(Entries supplied)

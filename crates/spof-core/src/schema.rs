//! Schema descriptors: the ordered field layout a block type declares.
use serde::{Deserialize, Serialize};
use std::fmt;

/// Primitive type of a scalar field
#[derive(Debug, Clone, Copy, PartialEq, Eq, Serialize, Deserialize)]
#[serde(rename_all = "snake_case")]
pub enum ScalarType {
    Str,
    Int,
    Float,
    Bool,
    Timestamp,
}

impl fmt::Display for ScalarType {
    fn fmt(&self, f: &mut fmt::Formatter) -> fmt::Result {
        let name = match self {
            Self::Str => "str",
            Self::Int => "int",
            Self::Float => "float",
            Self::Bool => "bool",
            Self::Timestamp => "timestamp",
        };
        f.write_str(name)
    }
}

/// How a field is stored and, by extension, how renderers lay it out.
#[derive(Debug, Clone, PartialEq, Eq, Serialize, Deserialize)]
#[serde(rename_all = "snake_case")]
pub enum FieldKind {
    Scalar(ScalarType),
    /// Ordered sequence; the element kind is checked for every element.
    List(Box<FieldKind>),
    /// Nested block carrying the given block name.
    Block(String),
    /// Nested block that may be absent; absent values are omitted on render.
    OptionalBlock(String),
    /// Narrative prose rendered as one element under its own name.
    Text,
    /// Short string list rendered under its own sub-heading.
    Items,
}

impl FieldKind {
    pub fn is_optional(&self) -> bool {
        matches!(self, Self::OptionalBlock(_))
    }

    /// Name of the block this kind nests, looking through lists
    pub fn block_name(&self) -> Option<&str> {
        match self {
            Self::Block(name) | Self::OptionalBlock(name) => Some(name),
            Self::List(element) => element.block_name(),
            _ => None,
        }
    }
}

impl fmt::Display for FieldKind {
    fn fmt(&self, f: &mut fmt::Formatter) -> fmt::Result {
        match self {
            Self::Scalar(t) => write!(f, "{}", t),
            Self::List(inner) => write!(f, "list<{}>", inner),
            Self::Block(name) => write!(f, "block<{}>", name),
            Self::OptionalBlock(name) => write!(f, "optional<{}>", name),
            Self::Text => f.write_str("text"),
            Self::Items => f.write_str("items"),
        }
    }
}

/// One declared field
#[derive(Debug, Clone, PartialEq, Eq, Serialize, Deserialize)]
pub struct FieldSpec {
    pub name: String,
    pub kind: FieldKind,
}

/// Ordered field layout of a block type.
///
/// Declaration order is rendering order. Schemas are meant to be built once
/// and shared, usually from a `once_cell::sync::Lazy` static:
///
/// ```
/// use spof_core::{Schema, ScalarType, FieldKind};
///
/// let schema = Schema::new("personality")
///     .scalar("name", ScalarType::Str)
///     .list("traits", FieldKind::Scalar(ScalarType::Str))
///     .scalar("communication_style", ScalarType::Str);
///
/// assert_eq!(schema.field_names(), vec!["name", "traits", "communication_style"]);
/// ```
#[derive(Debug, Clone, PartialEq, Eq, Serialize, Deserialize)]
pub struct Schema {
    name: String,
    fields: Vec<FieldSpec>,
}

impl Schema {
    pub fn new(name: impl Into<String>) -> Self {
        Self {
            name: name.into(),
            fields: Vec::new(),
        }
    }

    /// Declare a field of any kind
    pub fn field(mut self, name: impl Into<String>, kind: FieldKind) -> Self {
        self.fields.push(FieldSpec {
            name: name.into(),
            kind,
        });
        self
    }

    pub fn scalar(self, name: impl Into<String>, ty: ScalarType) -> Self {
        self.field(name, FieldKind::Scalar(ty))
    }

    pub fn list(self, name: impl Into<String>, element: FieldKind) -> Self {
        self.field(name, FieldKind::List(Box::new(element)))
    }

    pub fn block(self, name: impl Into<String>, block_name: impl Into<String>) -> Self {
        self.field(name, FieldKind::Block(block_name.into()))
    }

    pub fn optional_block(self, name: impl Into<String>, block_name: impl Into<String>) -> Self {
        self.field(name, FieldKind::OptionalBlock(block_name.into()))
    }

    pub fn text(self, name: impl Into<String>) -> Self {
        self.field(name, FieldKind::Text)
    }

    pub fn items(self, name: impl Into<String>) -> Self {
        self.field(name, FieldKind::Items)
    }

    pub fn name(&self) -> &str {
        &self.name
    }

    pub fn fields(&self) -> &[FieldSpec] {
        &self.fields
    }

    pub fn get(&self, field: &str) -> Option<&FieldSpec> {
        self.fields.iter().find(|f| f.name == field)
    }

    pub fn field_names(&self) -> Vec<&str> {
        self.fields.iter().map(|f| f.name.as_str()).collect()
    }
}

#[cfg(test)]
mod tests {
    use super::*;

    #[test]
    fn test_declaration_order_is_kept() {
        let schema = Schema::new("directions")
            .list("primary_goals", FieldKind::Scalar(ScalarType::Str))
            .items("response_guidelines")
            .items("safety_rules");

        assert_eq!(schema.name(), "directions");
        assert_eq!(
            schema.field_names(),
            vec!["primary_goals", "response_guidelines", "safety_rules"]
        );
        assert_eq!(schema.get("safety_rules").unwrap().kind, FieldKind::Items);
        assert!(schema.get("missing").is_none());
    }

    #[test]
    fn test_kind_display() {
        let kind = FieldKind::List(Box::new(FieldKind::Block("chat_message".to_string())));
        assert_eq!(kind.to_string(), "list<block<chat_message>>");
        assert!(FieldKind::OptionalBlock("x".to_string()).is_optional());
        assert!(!FieldKind::Text.is_optional());
        assert_eq!(kind.block_name(), Some("chat_message"));
        assert_eq!(FieldKind::Items.block_name(), None);
    }
}
// Copyright 2025 The Cinder Authors
//
// Use of this source code is governed by a MIT-style
// license that can be found in the LICENSE file or at
// https://opensource.org/licenses/MIT

//! 16550 UART
//!
//! Transmit-only polled driver backing the kernel log.
//!
//! # Usage
//!
//! ```ignore
//! use core::fmt::Write;
//! use cinder::drivers::uart::{Uart16550, COM1_PORT};
//!
//! let mut uart = unsafe { Uart16550::new(COM1_PORT) };
//! uart.init();
//! writeln!(uart, "tick {}", ticks)?;
//! ```

use core::fmt;

use x86_64::instructions::port::Port;

/// Base I/O port for COM1
pub const COM1_PORT: u16 = 0x3F8;

/// Register offsets
mod reg {
    /// Transmit hold (write), divisor low with DLAB set
    pub const THR: u16 = 0;
    /// Interrupt enable, divisor high with DLAB set
    pub const IER: u16 = 1;
    pub const FCR: u16 = 2;
    pub const LCR: u16 = 3;
    pub const MCR: u16 = 4;
    pub const LSR: u16 = 5;
}

/// Line control: 8 data bits, no parity, 1 stop bit
const LCR_8N1: u8 = 0x03;
/// Line control: divisor latch access
const LCR_DLAB: u8 = 0x80;
/// FIFO control: enable and clear both FIFOs
const FCR_ENABLE_CLEAR: u8 = 0x07;
/// Modem control: DTR + RTS
const MCR_DTR_RTS: u8 = 0x03;
/// Line status: transmitter hold register empty
const LSR_THRE: u8 = 0x20;

/// Divisor for 115200 baud off the 1.8432 MHz reference clock
const BAUD_DIVISOR: u16 = 1;

/// 16550 UART driver
#[derive(Debug)]
pub struct Uart16550 {
    base: u16,
}

impl Uart16550 {
    /// # Safety
    ///
    /// `base` must be the I/O base of a 16550-compatible UART that nothing
    /// else drives.
    pub const unsafe fn new(base: u16) -> Self {
        Self { base }
    }

    fn port(&self, offset: u16) -> Port<u8> {
        Port::new(self.base + offset)
    }

    /// 115200 baud, 8N1, FIFOs on, UART interrupts off
    pub fn init(&mut self) {
        // SAFETY: `new` guarantees exclusive access to these ports.
        unsafe {
            self.port(reg::IER).write(0);
            self.port(reg::LCR).write(LCR_DLAB);
            self.port(reg::THR).write((BAUD_DIVISOR & 0xFF) as u8);
            self.port(reg::IER).write((BAUD_DIVISOR >> 8) as u8);
            self.port(reg::LCR).write(LCR_8N1);
            self.port(reg::FCR).write(FCR_ENABLE_CLEAR);
            self.port(reg::MCR).write(MCR_DTR_RTS);
        }
    }

    /// Write one byte, spinning until the transmitter is ready
    pub fn write_byte(&mut self, byte: u8) {
        // SAFETY: `new` guarantees exclusive access to these ports.
        unsafe {
            let mut lsr = self.port(reg::LSR);
            while lsr.read() & LSR_THRE == 0 {
                core::hint::spin_loop();
            }
            self.port(reg::THR).write(byte);
        }
    }
}

impl fmt::Write for Uart16550 {
    fn write_str(&mut self, s: &str) -> fmt::Result {
        for byte in s.bytes() {
            if byte == b'\n' {
                self.write_byte(b'\r');
            }
            self.write_byte(byte);
        }
        Ok(())
    }
}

(End Entries supplied)

Your answer should consist of the lines above that hold the word "traits", copied exactly.

Task answer:
///     .list("traits", FieldKind::Scalar(ScalarType::Str))
/// assert_eq!(schema.field_names(), vec!["name", "traits", "communication_style"]);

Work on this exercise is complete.